:: LISTED RECORDS
//! Typed client contract: one `Command` in, one `Response` out.

use serde::{Deserialize, Serialize};

use crate::policy::{BlockingMode, Decision, ListEdit, PolicyState};
use crate::timer::{DurationConfig, TimerMode};

/// A client request. On the wire the variant name is the `action` field.
///
/// ```json
/// {"action": "setMode", "mode": "shortBreak", "timeLeft": 300}
/// ```
#[derive(Debug, Clone, PartialEq, Serialize, Deserialize)]
#[serde(tag = "action", rename_all = "camelCase", rename_all_fields = "camelCase")]
pub enum Command {
    GetTimerState,
    StartTimer,
    PauseTimer,
    ResumeTimer,
    ResetTimer {
        #[serde(default)]
        new_time_left: Option<u64>,
    },
    SetMode {
        mode: TimerMode,
        #[serde(default)]
        time_left: Option<u64>,
    },
    /// Replace both lists wholesale; a missing list is replaced by an empty one.
    UpdateWebsiteRules {
        #[serde(default)]
        blocked_sites: Vec<String>,
        #[serde(default)]
        allowed_sites: Vec<String>,
        #[serde(default)]
        blocking_mode: Option<BlockingMode>,
    },
    /// List update only. Whether a session is active is derived from the timer.
    StartStudySession {
        #[serde(default)]
        blocked_sites: Vec<String>,
        #[serde(default)]
        allowed_sites: Vec<String>,
    },
    /// Lists are replaced only when present.
    StopStudySession {
        #[serde(default)]
        blocked_sites: Option<Vec<String>>,
        #[serde(default)]
        allowed_sites: Option<Vec<String>>,
    },
    AddToBlockList {
        site: String,
    },
    AddToAllowList {
        site: String,
    },
    RemoveFromBlockList {
        site: String,
    },
    RemoveFromAllowList {
        site: String,
    },
    SetBlockingMode {
        mode: BlockingMode,
    },
    SetDurations {
        study_minutes: u64,
        short_break_minutes: u64,
        long_break_minutes: u64,
    },
    GetPolicyState,
    CheckNavigation {
        url: String,
    },
}

impl Command {
    /// Read-only commands, answerable before the persisted state is loaded.
    pub fn is_query(&self) -> bool {
        matches!(
            self,
            Command::GetTimerState | Command::GetPolicyState | Command::CheckNavigation { .. }
        )
    }

    pub fn name(&self) -> &'static str {
        match self {
            Command::GetTimerState => "getTimerState",
            Command::StartTimer => "startTimer",
            Command::PauseTimer => "pauseTimer",
            Command::ResumeTimer => "resumeTimer",
            Command::ResetTimer { .. } => "resetTimer",
            Command::SetMode { .. } => "setMode",
            Command::UpdateWebsiteRules { .. } => "updateWebsiteRules",
            Command::StartStudySession { .. } => "startStudySession",
            Command::StopStudySession { .. } => "stopStudySession",
            Command::AddToBlockList { .. } => "addToBlockList",
            Command::AddToAllowList { .. } => "addToAllowList",
            Command::RemoveFromBlockList { .. } => "removeFromBlockList",
            Command::RemoveFromAllowList { .. } => "removeFromAllowList",
            Command::SetBlockingMode { .. } => "setBlockingMode",
            Command::SetDurations { .. } => "setDurations",
            Command::GetPolicyState => "getPolicyState",
            Command::CheckNavigation { .. } => "checkNavigation",
        }
    }
}

/// Timer state as reported to clients. `remaining_seconds` is reconciled
/// against the clock at query time.
#[derive(Debug, Clone, PartialEq, Serialize, Deserialize)]
#[serde(rename_all = "camelCase")]
pub struct TimerView {
    pub mode: TimerMode,
    pub running: bool,
    pub paused: bool,
    pub remaining_seconds: u64,
    pub original_duration_seconds: u64,
    pub start_epoch_millis: Option<u64>,
    pub is_break_time: bool,
    pub session_active: bool,
    pub completed_study_sessions: u32,
    pub durations: DurationConfig,
}

#[derive(Debug, Clone, PartialEq, Serialize, Deserialize, Default)]
#[serde(rename_all = "camelCase")]
pub struct Response {
    pub success: bool,
    #[serde(default, skip_serializing_if = "Option::is_none")]
    pub timer_state: Option<TimerView>,
    #[serde(default, skip_serializing_if = "Option::is_none")]
    pub policy: Option<PolicyState>,
    #[serde(default, skip_serializing_if = "Option::is_none")]
    pub decision: Option<Decision>,
    #[serde(default, skip_serializing_if = "Option::is_none")]
    pub edit: Option<ListEdit>,
    #[serde(default, skip_serializing_if = "Option::is_none")]
    pub error: Option<String>,
}

impl Response {
    pub fn ok() -> Self {
        Self {
            success: true,
            ..Self::default()
        }
    }

    pub fn failure(message: impl Into<String>) -> Self {
        Self {
            success: false,
            error: Some(message.into()),
            ..Self::default()
        }
    }

    pub fn with_timer(view: TimerView) -> Self {
        Self {
            timer_state: Some(view),
            ..Self::ok()
        }
    }

    pub fn with_policy(policy: PolicyState) -> Self {
        Self {
            policy: Some(policy),
            ..Self::ok()
        }
    }

    pub fn with_decision(decision: Decision) -> Self {
        Self {
            decision: Some(decision),
            ..Self::ok()
        }
    }

    pub fn with_edit(edit: ListEdit) -> Self {
        let success = !edit.is_rejected();
        Self {
            success,
            edit: Some(edit),
            ..Self::default()
        }
    }
}

#[cfg(test)]
mod tests {
    use super::*;
    use serde_json::json;

    #[test]
    fn commands_parse_from_action_tag() {
        let cmd: Command = serde_json::from_value(json!({"action": "getTimerState"})).unwrap();
        assert_eq!(cmd, Command::GetTimerState);

        let cmd: Command =
            serde_json::from_value(json!({"action": "resetTimer", "newTimeLeft": 90})).unwrap();
        assert_eq!(cmd, Command::ResetTimer { new_time_left: Some(90) });

        let cmd: Command = serde_json::from_value(json!({"action": "resetTimer"})).unwrap();
        assert_eq!(cmd, Command::ResetTimer { new_time_left: None });

        let cmd: Command =
            serde_json::from_value(json!({"action": "setMode", "mode": "longBreak"})).unwrap();
        assert_eq!(
            cmd,
            Command::SetMode {
                mode: TimerMode::LongBreak,
                time_left: None
            }
        );
    }

    #[test]
    fn website_rules_accept_extra_fields_and_missing_lists() {
        let cmd: Command = serde_json::from_value(json!({
            "action": "updateWebsiteRules",
            "blockedSites": ["x.com"],
            "isStudyActive": true
        }))
        .unwrap();
        assert_eq!(
            cmd,
            Command::UpdateWebsiteRules {
                blocked_sites: vec!["x.com".into()],
                allowed_sites: vec![],
                blocking_mode: None,
            }
        );
    }

    #[test]
    fn unknown_action_is_an_error() {
        assert!(serde_json::from_value::<Command>(json!({"action": "selfDestruct"})).is_err());
    }

    #[test]
    fn name_matches_wire_tag() {
        let cmd = Command::AddToBlockList { site: "x.com".into() };
        let json = serde_json::to_value(&cmd).unwrap();
        assert_eq!(json["action"], cmd.name());
    }

    #[test]
    fn response_omits_empty_fields() {
        let json = serde_json::to_value(Response::ok()).unwrap();
        assert_eq!(json, json!({"success": true}));

        let json = serde_json::to_value(Response::with_decision(Decision::Block)).unwrap();
        assert_eq!(json, json!({"success": true, "decision": "block"}));
    }

    #[test]
    fn rejected_edit_is_not_a_success() {
        let response = Response::with_edit(ListEdit::Rejected {
            reason: "nope".into(),
        });
        assert!(!response.success);
    }
}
::::
◆ **WORK TASK**: Take the data above and return it exactly.

◆ **WRITTEN ANSWER**:
//! Typed client contract: one `Command` in, one `Response` out.

use serde::{Deserialize, Serialize};

use crate::policy::{BlockingMode, Decision, ListEdit, PolicyState};
use crate::timer::{DurationConfig, TimerMode};

/// A client request. On the wire the variant name is the `action` field.
///
/// ```json
/// {"action": "setMode", "mode": "shortBreak", "timeLeft": 300}
/// ```
#[derive(Debug, Clone, PartialEq, Serialize, Deserialize)]
#[serde(tag = "action", rename_all = "camelCase", rename_all_fields = "camelCase")]
pub enum Command {
    GetTimerState,
    StartTimer,
    PauseTimer,
    ResumeTimer,
    ResetTimer {
        #[serde(default)]
        new_time_left: Option<u64>,
    },
    SetMode {
        mode: TimerMode,
        #[serde(default)]
        time_left: Option<u64>,
    },
    /// Replace both lists wholesale; a missing list is replaced by an empty one.
    UpdateWebsiteRules {
        #[serde(default)]
        blocked_sites: Vec<String>,
        #[serde(default)]
        allowed_sites: Vec<String>,
        #[serde(default)]
        blocking_mode: Option<BlockingMode>,
    },
    /// List update only. Whether a session is active is derived from the timer.
    StartStudySession {
        #[serde(default)]
        blocked_sites: Vec<String>,
        #[serde(default)]
        allowed_sites: Vec<String>,
    },
    /// Lists are replaced only when present.
    StopStudySession {
        #[serde(default)]
        blocked_sites: Option<Vec<String>>,
        #[serde(default)]
        allowed_sites: Option<Vec<String>>,
    },
    AddToBlockList {
        site: String,
    },
    AddToAllowList {
        site: String,
    },
    RemoveFromBlockList {
        site: String,
    },
    RemoveFromAllowList {
        site: String,
    },
    SetBlockingMode {
        mode: BlockingMode,
    },
    SetDurations {
        study_minutes: u64,
        short_break_minutes: u64,
        long_break_minutes: u64,
    },
    GetPolicyState,
    CheckNavigation {
        url: String,
    },
}

impl Command {
    /// Read-only commands, answerable before the persisted state is loaded.
    pub fn is_query(&self) -> bool {
        matches!(
            self,
            Command::GetTimerState | Command::GetPolicyState | Command::CheckNavigation { .. }
        )
    }

    pub fn name(&self) -> &'static str {
        match self {
            Command::GetTimerState => "getTimerState",
            Command::StartTimer => "startTimer",
            Command::PauseTimer => "pauseTimer",
            Command::ResumeTimer => "resumeTimer",
            Command::ResetTimer { .. } => "resetTimer",
            Command::SetMode { .. } => "setMode",
            Command::UpdateWebsiteRules { .. } => "updateWebsiteRules",
            Command::StartStudySession { .. } => "startStudySession",
            Command::StopStudySession { .. } => "stopStudySession",
            Command::AddToBlockList { .. } => "addToBlockList",
            Command::AddToAllowList { .. } => "addToAllowList",
            Command::RemoveFromBlockList { .. } => "removeFromBlockList",
            Command::RemoveFromAllowList { .. } => "removeFromAllowList",
            Command::SetBlockingMode { .. } => "setBlockingMode",
            Command::SetDurations { .. } => "setDurations",
            Command::GetPolicyState => "getPolicyState",
            Command::CheckNavigation { .. } => "checkNavigation",
        }
    }
}

/// Timer state as reported to clients. `remaining_seconds` is reconciled
/// against the clock at query time.
#[derive(Debug, Clone, PartialEq, Serialize, Deserialize)]
#[serde(rename_all = "camelCase")]
pub struct TimerView {
    pub mode: TimerMode,
    pub running: bool,
    pub paused: bool,
    pub remaining_seconds: u64,
    pub original_duration_seconds: u64,
    pub start_epoch_millis: Option<u64>,
    pub is_break_time: bool,
    pub session_active: bool,
    pub completed_study_sessions: u32,
    pub durations: DurationConfig,
}

#[derive(Debug, Clone, PartialEq, Serialize, Deserialize, Default)]
#[serde(rename_all = "camelCase")]
pub struct Response {
    pub success: bool,
    #[serde(default, skip_serializing_if = "Option::is_none")]
    pub timer_state: Option<TimerView>,
    #[serde(default, skip_serializing_if = "Option::is_none")]
    pub policy: Option<PolicyState>,
    #[serde(default, skip_serializing_if = "Option::is_none")]
    pub decision: Option<Decision>,
    #[serde(default, skip_serializing_if = "Option::is_none")]
    pub edit: Option<ListEdit>,
    #[serde(default, skip_serializing_if = "Option::is_none")]
    pub error: Option<String>,
}

impl Response {
    pub fn ok() -> Self {
        Self {
            success: true,
            ..Self::default()
        }
    }

    pub fn failure(message: impl Into<String>) -> Self {
        Self {
            success: false,
            error: Some(message.into()),
            ..Self::default()
        }
    }

    pub fn with_timer(view: TimerView) -> Self {
        Self {
            timer_state: Some(view),
            ..Self::ok()
        }
    }

    pub fn with_policy(policy: PolicyState) -> Self {
        Self {
            policy: Some(policy),
            ..Self::ok()
        }
    }

    pub fn with_decision(decision: Decision) -> Self {
        Self {
            decision: Some(decision),
            ..Self::ok()
        }
    }

    pub fn with_edit(edit: ListEdit) -> Self {
        let success = !edit.is_rejected();
        Self {
            success,
            edit: Some(edit),
            ..Self::default()
        }
    }
}

#[cfg(test)]
mod tests {
    use super::*;
    use serde_json::json;

    #[test]
    fn commands_parse_from_action_tag() {
        let cmd: Command = serde_json::from_value(json!({"action": "getTimerState"})).unwrap();
        assert_eq!(cmd, Command::GetTimerState);

        let cmd: Command =
            serde_json::from_value(json!({"action": "resetTimer", "newTimeLeft": 90})).unwrap();
        assert_eq!(cmd, Command::ResetTimer { new_time_left: Some(90) });

        let cmd: Command = serde_json::from_value(json!({"action": "resetTimer"})).unwrap();
        assert_eq!(cmd, Command::ResetTimer { new_time_left: None });

        let cmd: Command =
            serde_json::from_value(json!({"action": "setMode", "mode": "longBreak"})).unwrap();
        assert_eq!(
            cmd,
            Command::SetMode {
                mode: TimerMode::LongBreak,
                time_left: None
            }
        );
    }

    #[test]
    fn website_rules_accept_extra_fields_and_missing_lists() {
        let cmd: Command = serde_json::from_value(json!({
            "action": "updateWebsiteRules",
            "blockedSites": ["x.com"],
            "isStudyActive": true
        }))
        .unwrap();
        assert_eq!(
            cmd,
            Command::UpdateWebsiteRules {
                blocked_sites: vec!["x.com".into()],
                allowed_sites: vec![],
                blocking_mode: None,
            }
        );
    }

    #[test]
    fn unknown_action_is_an_error() {
        assert!(serde_json::from_value::<Command>(json!({"action": "selfDestruct"})).is_err());
    }

    #[test]
    fn name_matches_wire_tag() {
        let cmd = Command::AddToBlockList { site: "x.com".into() };
        let json = serde_json::to_value(&cmd).unwrap();
        assert_eq!(json["action"], cmd.name());
    }

    #[test]
    fn response_omits_empty_fields() {
        let json = serde_json::to_value(Response::ok()).unwrap();
        assert_eq!(json, json!({"success": true}));

        let json = serde_json::to_value(Response::with_decision(Decision::Block)).unwrap();
        assert_eq!(json, json!({"success": true, "decision": "block"}));
    }

    #[test]
    fn rejected_edit_is_not_a_success() {
        let response = Response::with_edit(ListEdit::Rejected {
            reason: "nope".into(),
        });
        assert!(!response.success);
    }
}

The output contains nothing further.